AIM OF THE TASK → Please copy each line of the records below that includes the word "candidate".

MATERIAL FOR THIS TASK →
★ ★ ★ ★ ★ ★ ★

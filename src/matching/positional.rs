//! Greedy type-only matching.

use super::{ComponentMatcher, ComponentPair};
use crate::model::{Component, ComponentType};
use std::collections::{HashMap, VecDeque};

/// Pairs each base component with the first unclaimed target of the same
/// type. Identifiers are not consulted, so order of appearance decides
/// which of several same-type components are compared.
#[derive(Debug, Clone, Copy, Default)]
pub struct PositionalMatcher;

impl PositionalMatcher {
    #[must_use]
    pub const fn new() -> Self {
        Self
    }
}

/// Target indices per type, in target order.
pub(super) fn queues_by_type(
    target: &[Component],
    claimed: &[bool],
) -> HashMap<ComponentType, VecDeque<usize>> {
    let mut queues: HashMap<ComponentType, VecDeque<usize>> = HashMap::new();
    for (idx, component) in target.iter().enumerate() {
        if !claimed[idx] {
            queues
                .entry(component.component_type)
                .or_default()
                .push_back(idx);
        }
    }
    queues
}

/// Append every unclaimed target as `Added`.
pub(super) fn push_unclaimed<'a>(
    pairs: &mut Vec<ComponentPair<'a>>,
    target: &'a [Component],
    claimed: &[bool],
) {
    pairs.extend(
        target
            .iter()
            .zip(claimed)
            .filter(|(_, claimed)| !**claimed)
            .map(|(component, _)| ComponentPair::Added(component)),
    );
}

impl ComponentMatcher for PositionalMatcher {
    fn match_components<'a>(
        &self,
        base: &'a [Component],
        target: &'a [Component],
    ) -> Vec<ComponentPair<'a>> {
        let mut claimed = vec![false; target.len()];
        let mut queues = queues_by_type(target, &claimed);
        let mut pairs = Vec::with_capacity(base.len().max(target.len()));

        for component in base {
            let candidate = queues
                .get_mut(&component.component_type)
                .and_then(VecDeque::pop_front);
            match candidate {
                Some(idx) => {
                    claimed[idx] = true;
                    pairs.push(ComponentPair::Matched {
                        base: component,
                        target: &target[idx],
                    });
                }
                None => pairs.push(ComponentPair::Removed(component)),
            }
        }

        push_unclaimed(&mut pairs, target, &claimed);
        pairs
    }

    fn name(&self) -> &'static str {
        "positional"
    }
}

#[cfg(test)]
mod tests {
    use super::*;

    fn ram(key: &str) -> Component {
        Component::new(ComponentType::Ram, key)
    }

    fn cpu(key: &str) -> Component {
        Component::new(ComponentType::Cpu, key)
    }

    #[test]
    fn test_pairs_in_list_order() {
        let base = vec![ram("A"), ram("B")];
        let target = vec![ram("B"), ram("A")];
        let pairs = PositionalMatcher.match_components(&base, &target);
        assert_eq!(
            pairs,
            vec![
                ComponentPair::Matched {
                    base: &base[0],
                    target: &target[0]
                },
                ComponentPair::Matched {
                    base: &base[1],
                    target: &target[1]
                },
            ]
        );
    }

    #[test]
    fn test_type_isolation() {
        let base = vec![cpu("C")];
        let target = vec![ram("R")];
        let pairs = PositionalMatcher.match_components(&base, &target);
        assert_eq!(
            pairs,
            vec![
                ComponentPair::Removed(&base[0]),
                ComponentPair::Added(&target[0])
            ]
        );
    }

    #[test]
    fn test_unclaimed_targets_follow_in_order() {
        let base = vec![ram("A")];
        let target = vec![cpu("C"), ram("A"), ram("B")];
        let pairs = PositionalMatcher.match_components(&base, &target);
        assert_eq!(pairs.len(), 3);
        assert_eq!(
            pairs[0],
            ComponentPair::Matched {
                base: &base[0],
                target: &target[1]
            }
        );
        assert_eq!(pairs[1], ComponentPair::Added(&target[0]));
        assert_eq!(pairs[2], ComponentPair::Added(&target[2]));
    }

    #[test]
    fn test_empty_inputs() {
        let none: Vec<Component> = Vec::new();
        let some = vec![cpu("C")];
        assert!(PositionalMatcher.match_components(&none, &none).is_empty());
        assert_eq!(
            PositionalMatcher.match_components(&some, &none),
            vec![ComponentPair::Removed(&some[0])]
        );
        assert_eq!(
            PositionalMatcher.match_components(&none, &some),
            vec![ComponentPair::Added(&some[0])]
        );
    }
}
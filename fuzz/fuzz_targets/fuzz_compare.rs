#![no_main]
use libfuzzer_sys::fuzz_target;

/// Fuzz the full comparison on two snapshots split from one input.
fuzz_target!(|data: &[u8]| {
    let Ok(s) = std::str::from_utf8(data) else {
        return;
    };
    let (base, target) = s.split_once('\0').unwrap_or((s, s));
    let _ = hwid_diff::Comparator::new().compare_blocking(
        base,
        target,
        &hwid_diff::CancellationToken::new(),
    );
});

★ ★ ★ ★ ★ ★ ★

RESULT OF THIS EXERCISE →
            let candidate = queues
            match candidate {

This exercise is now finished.